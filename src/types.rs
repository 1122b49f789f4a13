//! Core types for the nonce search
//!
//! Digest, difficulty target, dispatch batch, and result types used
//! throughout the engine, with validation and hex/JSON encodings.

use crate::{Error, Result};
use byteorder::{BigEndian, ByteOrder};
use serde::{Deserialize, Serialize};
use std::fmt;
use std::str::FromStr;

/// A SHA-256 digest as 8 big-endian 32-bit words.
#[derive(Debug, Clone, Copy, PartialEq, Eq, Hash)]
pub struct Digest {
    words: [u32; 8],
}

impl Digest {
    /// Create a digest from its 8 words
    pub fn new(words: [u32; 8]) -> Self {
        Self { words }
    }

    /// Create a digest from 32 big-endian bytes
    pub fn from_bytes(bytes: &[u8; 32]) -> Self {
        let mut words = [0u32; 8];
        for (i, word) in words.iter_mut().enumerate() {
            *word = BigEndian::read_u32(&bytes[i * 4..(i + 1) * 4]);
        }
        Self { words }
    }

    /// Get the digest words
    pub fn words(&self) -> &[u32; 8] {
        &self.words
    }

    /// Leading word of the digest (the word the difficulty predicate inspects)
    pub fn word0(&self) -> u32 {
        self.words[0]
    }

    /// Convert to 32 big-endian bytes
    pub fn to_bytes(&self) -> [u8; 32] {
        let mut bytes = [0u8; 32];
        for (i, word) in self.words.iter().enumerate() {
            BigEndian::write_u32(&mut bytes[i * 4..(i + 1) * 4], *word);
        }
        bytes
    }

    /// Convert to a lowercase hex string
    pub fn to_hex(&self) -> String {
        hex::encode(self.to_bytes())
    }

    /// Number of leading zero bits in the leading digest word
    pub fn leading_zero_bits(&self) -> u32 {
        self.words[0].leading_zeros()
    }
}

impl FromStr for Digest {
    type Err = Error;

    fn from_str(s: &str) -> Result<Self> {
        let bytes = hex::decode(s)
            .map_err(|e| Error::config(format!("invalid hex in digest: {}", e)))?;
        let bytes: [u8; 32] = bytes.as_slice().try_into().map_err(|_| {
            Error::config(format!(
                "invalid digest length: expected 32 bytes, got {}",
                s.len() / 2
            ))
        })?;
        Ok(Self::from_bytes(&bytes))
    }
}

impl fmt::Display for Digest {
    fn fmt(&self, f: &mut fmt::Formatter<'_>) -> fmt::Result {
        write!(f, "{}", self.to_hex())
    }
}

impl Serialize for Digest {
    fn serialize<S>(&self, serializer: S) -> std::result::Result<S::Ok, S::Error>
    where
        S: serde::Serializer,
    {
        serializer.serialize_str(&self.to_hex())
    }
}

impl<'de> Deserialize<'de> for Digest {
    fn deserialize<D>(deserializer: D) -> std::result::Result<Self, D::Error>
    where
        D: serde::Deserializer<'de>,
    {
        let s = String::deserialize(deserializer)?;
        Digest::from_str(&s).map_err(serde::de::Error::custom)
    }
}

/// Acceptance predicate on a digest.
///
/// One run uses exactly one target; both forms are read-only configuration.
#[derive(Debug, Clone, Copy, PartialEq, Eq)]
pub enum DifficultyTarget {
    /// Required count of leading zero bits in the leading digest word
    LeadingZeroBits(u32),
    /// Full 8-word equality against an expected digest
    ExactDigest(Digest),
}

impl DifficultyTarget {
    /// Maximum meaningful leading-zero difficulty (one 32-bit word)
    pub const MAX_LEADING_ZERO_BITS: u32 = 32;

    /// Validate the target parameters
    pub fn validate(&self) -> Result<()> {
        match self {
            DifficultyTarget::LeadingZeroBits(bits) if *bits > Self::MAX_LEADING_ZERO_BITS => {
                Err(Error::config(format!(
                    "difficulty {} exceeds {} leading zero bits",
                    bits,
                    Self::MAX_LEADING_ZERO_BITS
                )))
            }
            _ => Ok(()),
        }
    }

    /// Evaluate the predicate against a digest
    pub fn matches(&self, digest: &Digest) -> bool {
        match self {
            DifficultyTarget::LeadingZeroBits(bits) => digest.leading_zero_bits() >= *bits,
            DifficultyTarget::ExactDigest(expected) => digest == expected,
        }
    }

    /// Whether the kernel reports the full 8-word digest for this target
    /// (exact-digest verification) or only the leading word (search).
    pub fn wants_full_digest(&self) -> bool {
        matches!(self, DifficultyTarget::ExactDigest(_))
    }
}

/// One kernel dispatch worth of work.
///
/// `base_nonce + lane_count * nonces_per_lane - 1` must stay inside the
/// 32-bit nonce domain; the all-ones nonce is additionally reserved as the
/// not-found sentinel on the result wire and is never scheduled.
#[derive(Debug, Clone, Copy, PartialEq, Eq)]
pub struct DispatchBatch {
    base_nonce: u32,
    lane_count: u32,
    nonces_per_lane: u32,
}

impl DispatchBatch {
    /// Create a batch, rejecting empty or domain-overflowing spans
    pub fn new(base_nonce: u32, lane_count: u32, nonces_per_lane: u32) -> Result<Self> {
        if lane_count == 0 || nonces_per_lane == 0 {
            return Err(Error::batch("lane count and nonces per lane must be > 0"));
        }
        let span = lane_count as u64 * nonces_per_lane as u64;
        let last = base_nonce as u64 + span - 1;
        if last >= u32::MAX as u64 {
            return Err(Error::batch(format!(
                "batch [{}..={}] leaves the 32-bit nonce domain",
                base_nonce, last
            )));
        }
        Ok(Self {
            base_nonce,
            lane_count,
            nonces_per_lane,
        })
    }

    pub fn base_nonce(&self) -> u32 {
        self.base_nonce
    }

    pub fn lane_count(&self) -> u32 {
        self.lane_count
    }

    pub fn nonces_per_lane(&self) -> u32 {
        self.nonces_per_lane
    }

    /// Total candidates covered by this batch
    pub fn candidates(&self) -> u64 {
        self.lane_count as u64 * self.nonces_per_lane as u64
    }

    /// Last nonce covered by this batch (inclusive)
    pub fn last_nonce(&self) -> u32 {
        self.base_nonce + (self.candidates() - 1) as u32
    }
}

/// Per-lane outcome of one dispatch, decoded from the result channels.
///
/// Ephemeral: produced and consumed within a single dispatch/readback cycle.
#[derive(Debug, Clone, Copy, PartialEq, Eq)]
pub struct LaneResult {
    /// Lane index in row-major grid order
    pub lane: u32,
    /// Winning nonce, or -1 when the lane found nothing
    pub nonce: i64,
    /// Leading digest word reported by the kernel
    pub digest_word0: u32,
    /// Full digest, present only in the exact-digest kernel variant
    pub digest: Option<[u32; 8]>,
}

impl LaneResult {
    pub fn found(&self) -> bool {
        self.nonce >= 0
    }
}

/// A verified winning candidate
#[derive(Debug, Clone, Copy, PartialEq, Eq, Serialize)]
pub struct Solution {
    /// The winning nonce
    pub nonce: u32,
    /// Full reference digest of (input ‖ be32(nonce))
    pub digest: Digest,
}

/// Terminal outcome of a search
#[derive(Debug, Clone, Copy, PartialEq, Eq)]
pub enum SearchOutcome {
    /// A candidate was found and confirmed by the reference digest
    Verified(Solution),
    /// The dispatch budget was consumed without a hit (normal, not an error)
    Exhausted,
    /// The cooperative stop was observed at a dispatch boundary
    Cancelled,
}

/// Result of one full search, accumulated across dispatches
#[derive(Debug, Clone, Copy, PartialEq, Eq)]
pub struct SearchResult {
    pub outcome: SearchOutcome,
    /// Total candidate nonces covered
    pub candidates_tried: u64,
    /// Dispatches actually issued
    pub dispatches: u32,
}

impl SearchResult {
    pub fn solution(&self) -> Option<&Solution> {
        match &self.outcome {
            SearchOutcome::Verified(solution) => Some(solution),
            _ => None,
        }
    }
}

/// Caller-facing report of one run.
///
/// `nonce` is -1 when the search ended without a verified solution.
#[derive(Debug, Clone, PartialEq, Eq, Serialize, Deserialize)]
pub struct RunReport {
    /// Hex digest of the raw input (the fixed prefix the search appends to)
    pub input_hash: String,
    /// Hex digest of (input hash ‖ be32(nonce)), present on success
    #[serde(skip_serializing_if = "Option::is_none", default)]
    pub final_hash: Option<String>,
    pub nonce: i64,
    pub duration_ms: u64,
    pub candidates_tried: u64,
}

# # # # #

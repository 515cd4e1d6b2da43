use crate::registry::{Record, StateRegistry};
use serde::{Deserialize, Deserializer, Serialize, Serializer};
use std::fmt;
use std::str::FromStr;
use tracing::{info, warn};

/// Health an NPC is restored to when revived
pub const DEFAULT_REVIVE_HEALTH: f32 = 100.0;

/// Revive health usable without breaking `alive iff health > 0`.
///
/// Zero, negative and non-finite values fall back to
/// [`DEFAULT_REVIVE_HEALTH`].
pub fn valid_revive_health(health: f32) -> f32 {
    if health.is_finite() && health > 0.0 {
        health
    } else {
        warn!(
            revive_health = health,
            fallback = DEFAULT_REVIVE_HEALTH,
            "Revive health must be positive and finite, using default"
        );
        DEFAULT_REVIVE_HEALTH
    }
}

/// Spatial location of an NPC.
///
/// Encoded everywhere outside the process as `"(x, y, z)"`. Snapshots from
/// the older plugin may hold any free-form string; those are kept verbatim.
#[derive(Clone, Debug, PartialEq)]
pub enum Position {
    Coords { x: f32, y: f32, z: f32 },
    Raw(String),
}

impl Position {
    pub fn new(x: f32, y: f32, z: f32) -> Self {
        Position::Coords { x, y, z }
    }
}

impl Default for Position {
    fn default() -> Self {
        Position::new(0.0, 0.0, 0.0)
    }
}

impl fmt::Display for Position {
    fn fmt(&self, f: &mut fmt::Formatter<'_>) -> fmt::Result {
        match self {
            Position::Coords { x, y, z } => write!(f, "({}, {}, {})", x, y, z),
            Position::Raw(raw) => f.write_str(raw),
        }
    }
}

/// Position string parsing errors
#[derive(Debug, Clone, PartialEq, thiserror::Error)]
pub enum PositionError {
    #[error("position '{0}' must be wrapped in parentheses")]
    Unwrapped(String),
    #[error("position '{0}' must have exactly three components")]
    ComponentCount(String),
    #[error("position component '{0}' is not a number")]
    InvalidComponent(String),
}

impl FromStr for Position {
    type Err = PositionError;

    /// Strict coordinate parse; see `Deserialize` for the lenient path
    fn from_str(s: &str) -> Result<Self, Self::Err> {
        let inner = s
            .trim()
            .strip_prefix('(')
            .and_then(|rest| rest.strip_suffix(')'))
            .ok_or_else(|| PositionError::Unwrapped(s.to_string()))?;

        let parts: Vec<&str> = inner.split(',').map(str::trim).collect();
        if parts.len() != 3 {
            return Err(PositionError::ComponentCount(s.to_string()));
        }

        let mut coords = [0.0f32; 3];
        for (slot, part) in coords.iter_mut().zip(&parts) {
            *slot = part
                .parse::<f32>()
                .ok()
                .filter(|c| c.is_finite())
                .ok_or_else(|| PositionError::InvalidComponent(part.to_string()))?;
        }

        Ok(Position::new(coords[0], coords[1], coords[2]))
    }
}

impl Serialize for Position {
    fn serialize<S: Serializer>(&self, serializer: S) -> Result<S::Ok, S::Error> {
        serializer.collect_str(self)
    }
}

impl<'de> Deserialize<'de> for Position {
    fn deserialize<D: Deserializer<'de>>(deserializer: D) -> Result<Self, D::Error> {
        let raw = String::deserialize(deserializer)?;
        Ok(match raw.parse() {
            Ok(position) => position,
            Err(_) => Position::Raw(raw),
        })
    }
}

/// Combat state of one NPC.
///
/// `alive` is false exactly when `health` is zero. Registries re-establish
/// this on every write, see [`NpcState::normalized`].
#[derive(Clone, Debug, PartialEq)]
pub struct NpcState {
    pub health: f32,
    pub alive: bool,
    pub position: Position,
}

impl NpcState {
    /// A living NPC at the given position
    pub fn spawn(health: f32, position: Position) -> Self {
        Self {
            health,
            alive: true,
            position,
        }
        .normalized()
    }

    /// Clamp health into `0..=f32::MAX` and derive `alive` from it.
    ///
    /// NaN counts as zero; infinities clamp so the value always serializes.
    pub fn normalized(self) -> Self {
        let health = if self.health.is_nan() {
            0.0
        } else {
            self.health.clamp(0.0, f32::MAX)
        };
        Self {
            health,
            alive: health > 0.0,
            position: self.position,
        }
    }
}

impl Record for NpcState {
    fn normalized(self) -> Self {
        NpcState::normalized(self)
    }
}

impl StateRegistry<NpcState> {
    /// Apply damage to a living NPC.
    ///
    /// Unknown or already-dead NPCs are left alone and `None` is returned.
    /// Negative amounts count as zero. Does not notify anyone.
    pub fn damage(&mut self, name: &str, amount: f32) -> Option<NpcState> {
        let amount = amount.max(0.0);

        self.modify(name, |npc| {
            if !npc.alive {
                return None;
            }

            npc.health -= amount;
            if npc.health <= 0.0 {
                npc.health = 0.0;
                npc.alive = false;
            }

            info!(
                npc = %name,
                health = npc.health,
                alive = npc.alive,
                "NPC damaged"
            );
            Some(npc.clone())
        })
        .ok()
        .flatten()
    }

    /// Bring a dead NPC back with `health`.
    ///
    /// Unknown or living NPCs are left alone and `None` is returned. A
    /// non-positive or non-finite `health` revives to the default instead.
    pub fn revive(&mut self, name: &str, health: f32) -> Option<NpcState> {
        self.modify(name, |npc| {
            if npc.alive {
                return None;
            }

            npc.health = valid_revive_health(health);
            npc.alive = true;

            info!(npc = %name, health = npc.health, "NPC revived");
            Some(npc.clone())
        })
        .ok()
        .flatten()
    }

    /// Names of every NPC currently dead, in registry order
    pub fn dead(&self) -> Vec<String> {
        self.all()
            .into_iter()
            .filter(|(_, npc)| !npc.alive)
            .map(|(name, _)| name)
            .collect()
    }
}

# # # # #

TRY IT ▸ For the material above, reproduce exactly the lines from the line with "filename src/types.rs" to the line with "impl fmt::Display for Digest", inclusive, and exclude all others.

TASK RESPONSE ▸
filename src/types.rs
repository 1122b49f789f4a13
//! Core types for the nonce search
//!
//! Digest, difficulty target, dispatch batch, and result types used
//! throughout the engine, with validation and hex/JSON encodings.

use crate::{Error, Result};
use byteorder::{BigEndian, ByteOrder};
use serde::{Deserialize, Serialize};
use std::fmt;
use std::str::FromStr;

/// A SHA-256 digest as 8 big-endian 32-bit words.
#[derive(Debug, Clone, Copy, PartialEq, Eq, Hash)]
pub struct Digest {
    words: [u32; 8],
}

impl Digest {
    /// Create a digest from its 8 words
    pub fn new(words: [u32; 8]) -> Self {
        Self { words }
    }

    /// Create a digest from 32 big-endian bytes
    pub fn from_bytes(bytes: &[u8; 32]) -> Self {
        let mut words = [0u32; 8];
        for (i, word) in words.iter_mut().enumerate() {
            *word = BigEndian::read_u32(&bytes[i * 4..(i + 1) * 4]);
        }
        Self { words }
    }

    /// Get the digest words
    pub fn words(&self) -> &[u32; 8] {
        &self.words
    }

    /// Leading word of the digest (the word the difficulty predicate inspects)
    pub fn word0(&self) -> u32 {
        self.words[0]
    }

    /// Convert to 32 big-endian bytes
    pub fn to_bytes(&self) -> [u8; 32] {
        let mut bytes = [0u8; 32];
        for (i, word) in self.words.iter().enumerate() {
            BigEndian::write_u32(&mut bytes[i * 4..(i + 1) * 4], *word);
        }
        bytes
    }

    /// Convert to a lowercase hex string
    pub fn to_hex(&self) -> String {
        hex::encode(self.to_bytes())
    }

    /// Number of leading zero bits in the leading digest word
    pub fn leading_zero_bits(&self) -> u32 {
        self.words[0].leading_zeros()
    }
}

impl FromStr for Digest {
    type Err = Error;

    fn from_str(s: &str) -> Result<Self> {
        let bytes = hex::decode(s)
            .map_err(|e| Error::config(format!("invalid hex in digest: {}", e)))?;
        let bytes: [u8; 32] = bytes.as_slice().try_into().map_err(|_| {
            Error::config(format!(
                "invalid digest length: expected 32 bytes, got {}",
                s.len() / 2
            ))
        })?;
        Ok(Self::from_bytes(&bytes))
    }
}

impl fmt::Display for Digest {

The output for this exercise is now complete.